EJEMPLOS DE CÓMO SE APRENDER A REZAR VIENDO A
OTROS REZAR
Pocas cosas
tan eficaces para aprender a orar o para ir más a fondo en la vida de oración
como el testimonio de un genuino orante. Cito varios ejemplos.
En mi vida
sacerdotal he escuchado a muchos laicos decir cosas como éstas: “Vi a un hombre
en adoración eucarística, me impresionó cómo se miraban él y Cristo Eucaristía;
yo quiero aprender a orar así”; “Participé en un Rosario comunitario con un grupo de amigos, al ver a ese
hombre de rodillas ante la imagen de Nuestra Señora y al escuchar la profunda
piedad con que saboreaba cada Ave María, entendí que tenía a la Virgen delante, que de verdad hablaba
con ella; yo quisiera rezar con esa fe”; “Fui a la Villa de Guadalupe y vi a una mujer enferma
con un crucifijo en las manos; miraba con confianza a la Santísima Virgen,
cerraba los ojos, apretaba el crucifijo y allí se quedaba largo rato sumida en
oración, su actitud desconfianza y abandono me hizo reaccionar: también yo
debo ser un hombre de oración para afrontar bien mis sufrimientos.”
Y
conversando con mis hermanos sacerdotes, tantas veces hemos comentado que al
leer los escritos de los santos, la manera en que se llevan con Dios, el grado
de intimidad que alcanzan en su relación con Él, la fe y la fortaleza con que
afrontan los retos de la vida, sentimos un profundo deseo de ser hombres de
oración.
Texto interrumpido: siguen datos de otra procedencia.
use ratatui::style::{Color, Modifier, Style};

/// Colors used by the terminal front end.
#[derive(Clone, Debug)]
pub struct Theme {
    /// Background color for the editor
    pub background: Color,

    /// Foreground (text) color for the status bar
    pub status_bar_fg: Color,

    /// Background color for the status bar
    pub status_bar_bg: Color,

    /// Color for the current file name in the status bar
    pub filename_color: Color,

    /// Foreground color for selected text
    pub selection_fg: Color,

    /// Background color for selected text
    pub selection_bg: Color,

    /// Foreground color for a selected decorator (divider, attachment)
    pub node_mark_fg: Color,

    /// Background color for a selected decorator
    pub node_mark_bg: Color,

    /// Fallback foreground for highlighted text without its own color
    pub highlight_fg: Color,

    /// Fallback background for highlighted text without its own color
    pub highlight_bg: Color,

    /// Color for links
    pub link_color: Color,

    /// Color for inline code and code blocks
    pub code_color: Color,

    /// Color for the quote gutter and list markers
    pub gutter_color: Color,

    /// Color for attachments and custom attachments
    pub attachment_color: Color,

    /// Color for uploads that failed
    pub error_color: Color,

    /// Foreground color for the scrollbar knob
    pub scrollbar_knob_fg: Color,

    /// Foreground color for the scrollbar track
    pub scrollbar_track_fg: Color,

    /// Foreground color for menu items
    pub menu_fg: Color,

    /// Background color for menus and the prompt popover
    pub menu_bg: Color,

    /// Foreground color for the "nothing found" placeholder
    pub menu_disabled_fg: Color,

    /// Foreground color for the selected menu entry
    pub menu_selected_fg: Color,

    /// Background color for the selected menu entry
    pub menu_selected_bg: Color,
}

impl Default for Theme {
    fn default() -> Self {
        Self {
            background: Color::Reset,
            status_bar_fg: Color::White,
            status_bar_bg: Color::Blue,
            filename_color: Color::LightYellow,
            selection_fg: Color::White,
            selection_bg: Color::LightBlue,
            node_mark_fg: Color::Black,
            node_mark_bg: Color::LightCyan,
            highlight_fg: Color::Black,
            highlight_bg: Color::LightYellow,
            link_color: Color::Blue,
            code_color: Color::Gray,
            gutter_color: Color::DarkGray,
            attachment_color: Color::Magenta,
            error_color: Color::LightRed,
            scrollbar_knob_fg: Color::Reset,
            scrollbar_track_fg: Color::DarkGray,
            menu_fg: Color::White,
            menu_bg: Color::Black,
            menu_disabled_fg: Color::DarkGray,
            menu_selected_fg: Color::Black,
            menu_selected_bg: Color::White,
        }
    }
}

impl Theme {
    pub fn new() -> Self {
        Self::default()
    }

    pub fn status_bar_style(&self) -> Style {
        Style::default()
            .fg(self.status_bar_fg)
            .bg(self.status_bar_bg)
    }

    pub fn filename_style(&self) -> Style {
        Style::default().fg(self.filename_color)
    }

    pub fn selection_style(&self) -> Style {
        Style::default().fg(self.selection_fg).bg(self.selection_bg)
    }

    /// Style for decorators carrying the "selected" mark.
    pub fn node_mark_style(&self) -> Style {
        Style::default().fg(self.node_mark_fg).bg(self.node_mark_bg)
    }

    /// Highlighted text. Colors stored on the text win over the theme's.
    pub fn highlight_style(&self, color: Option<Color>, background: Option<Color>) -> Style {
        Style::default()
            .fg(color.unwrap_or(self.highlight_fg))
            .bg(background.unwrap_or(self.highlight_bg))
    }

    pub fn link_style(&self) -> Style {
        Style::default()
            .fg(self.link_color)
            .add_modifier(Modifier::UNDERLINED)
    }

    pub fn code_style(&self) -> Style {
        Style::default().fg(self.code_color)
    }

    pub fn gutter_style(&self) -> Style {
        Style::default().fg(self.gutter_color)
    }

    pub fn attachment_style(&self) -> Style {
        Style::default().fg(self.attachment_color)
    }

    pub fn error_style(&self) -> Style {
        Style::default()
            .fg(self.error_color)
            .add_modifier(Modifier::BOLD)
    }

    pub fn scrollbar_knob_style(&self) -> Style {
        Style::default().fg(self.scrollbar_knob_fg)
    }

    pub fn scrollbar_track_style(&self) -> Style {
        Style::default().fg(self.scrollbar_track_fg)
    }

    pub fn menu_style(&self) -> Style {
        Style::default().fg(self.menu_fg).bg(self.menu_bg)
    }

    pub fn menu_disabled_style(&self) -> Style {
        Style::default().fg(self.menu_disabled_fg).bg(self.menu_bg)
    }

    pub fn menu_selected_style(&self) -> Style {
        Style::default()
            .fg(self.menu_selected_fg)
            .bg(self.menu_selected_bg)
    }
}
Nos sucede lo mismo ante el testimonio de algún hermano de
la comunidad que visita con frecuencia a Cristo Eucaristía, o que al predicar
se percibe de inmediato que comparte no sólo lo que ha estudiado sino sobre
todo lo que ha aprendido en el contacto directo con Dios en la oración. He
tenido superiores que ante ciertas situaciones difíciles, más que ponerse a
discurrir, me han dicho: “Vámonos a la capilla, esto se arregla ante el
Sagrario” y esas experiencias han sido para
mí más valiosas y eficaces que cientos de conferencias y exhortaciones que he
escuchado sobre la oración cristiana.
Hans Urs
Von Balthasar, en su libro ¿Por qué me hice sacerdote? narra el testimonio de
oración en casa de la familia Duval: “En casa, nada de piedad expansiva y
solemne; sólo cada día el rezo del rosario en común, pero es algo que recuerdo
claramente y que lo recordaré mientras viva… Yo iba aprendiendo que hace falta
hablar con Dios despacio, seria y delicadamente. Es curioso cómo me acuerdo de la postura de mi padre. Él, que por sus trabajos en el campo o por el acarreo
de madera siempre estaba cansado, que no se avergonzaba de manifestarlo al
volver a casa; después de cenar se arrodillaba, los codos sobre la silla, la
frente entre sus manos, sin mirar a sus hijos, sin un movimiento, sin
impacientarse. Y yo pensaba: Mi padre, que es tan valiente, que es insensible
ante la mala suerte y no se inmuta ante el alcalde, los ricos y los malos,
ahora se hace un niño pequeño ante Dios. ¡Cómo cambia para hablar con Dios! Debe ser muy grande
Dios para que mi padre se arrodille ante él y también muy bueno para que se ponga a hablarle sin mudarse de ropa.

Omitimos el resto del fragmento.